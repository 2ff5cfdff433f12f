use anyhow::Result;
use image::RgbImage;
use serde::Serialize;
use zeroize::{Zeroize, ZeroizeOnDrop};

/// Face embedding vector. Wiped from memory when dropped.
#[derive(Clone, PartialEq, Zeroize, ZeroizeOnDrop)]
pub struct Embedding(Vec<f32>);

impl Embedding {
    pub fn new(values: Vec<f32>) -> Self {
        Self(values)
    }

    pub fn as_slice(&self) -> &[f32] {
        &self.0
    }

    pub fn dim(&self) -> usize {
        self.0.len()
    }
}

impl From<Vec<f32>> for Embedding {
    fn from(values: Vec<f32>) -> Self {
        Self(values)
    }
}

impl std::fmt::Debug for Embedding {
    fn fmt(&self, f: &mut std::fmt::Formatter<'_>) -> std::fmt::Result {
        write!(f, "Embedding(dim={})", self.0.len())
    }
}

/// Face box in frame pixel coordinates.
#[derive(Clone, Copy, Debug, Default, PartialEq, Serialize)]
pub struct BoundingBox {
    pub x1: f32,
    pub y1: f32,
    pub x2: f32,
    pub y2: f32,
}

impl BoundingBox {
    pub fn new(x1: f32, y1: f32, x2: f32, y2: f32) -> Self {
        Self { x1, y1, x2, y2 }
    }

    pub fn full_frame(width: u32, height: u32) -> Self {
        Self::new(0.0, 0.0, width as f32, height as f32)
    }
}

#[derive(Clone, Debug)]
pub struct DetectedFace {
    pub bbox: BoundingBox,
    pub embedding: Embedding,
    /// Detector confidence in [0, 1].
    pub score: f32,
}

/// Embedding extraction backend.
///
/// `extract` never fails: malformed input or an inference error yields an empty
/// list and a logged diagnostic.
pub trait EmbeddingExtractor: Send {
    /// Backend identifier.
    fn name(&self) -> &'static str;

    fn extract(&mut self, image: &RgbImage) -> Vec<DetectedFace>;

    /// Run once after construction; a failure rejects the backend.
    fn warm_up(&mut self) -> Result<()> {
        Ok(())
    }
}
——————
- **YOUR TASK**: Only the lines above starting with the one with "#[derive(Clone, PartialEq, Zeroize, ZeroizeOnDrop)]" and going through the one with "Self::new(0.0, 0.0, width" are to be copied, word for word and with both ends kept.

- **COMPLETED TASK**:
#[derive(Clone, PartialEq, Zeroize, ZeroizeOnDrop)]
pub struct Embedding(Vec<f32>);

impl Embedding {
    pub fn new(values: Vec<f32>) -> Self {
        Self(values)
    }

    pub fn as_slice(&self) -> &[f32] {
        &self.0
    }

    pub fn dim(&self) -> usize {
        self.0.len()
    }
}

impl From<Vec<f32>> for Embedding {
    fn from(values: Vec<f32>) -> Self {
        Self(values)
    }
}

impl std::fmt::Debug for Embedding {
    fn fmt(&self, f: &mut std::fmt::Formatter<'_>) -> std::fmt::Result {
        write!(f, "Embedding(dim={})", self.0.len())
    }
}

/// Face box in frame pixel coordinates.
#[derive(Clone, Copy, Debug, Default, PartialEq, Serialize)]
pub struct BoundingBox {
    pub x1: f32,
    pub y1: f32,
    pub x2: f32,
    pub y2: f32,
}

impl BoundingBox {
    pub fn new(x1: f32, y1: f32, x2: f32, y2: f32) -> Self {
        Self { x1, y1, x2, y2 }
    }

    pub fn full_frame(width: u32, height: u32) -> Self {
        Self::new(0.0, 0.0, width as f32, height as f32)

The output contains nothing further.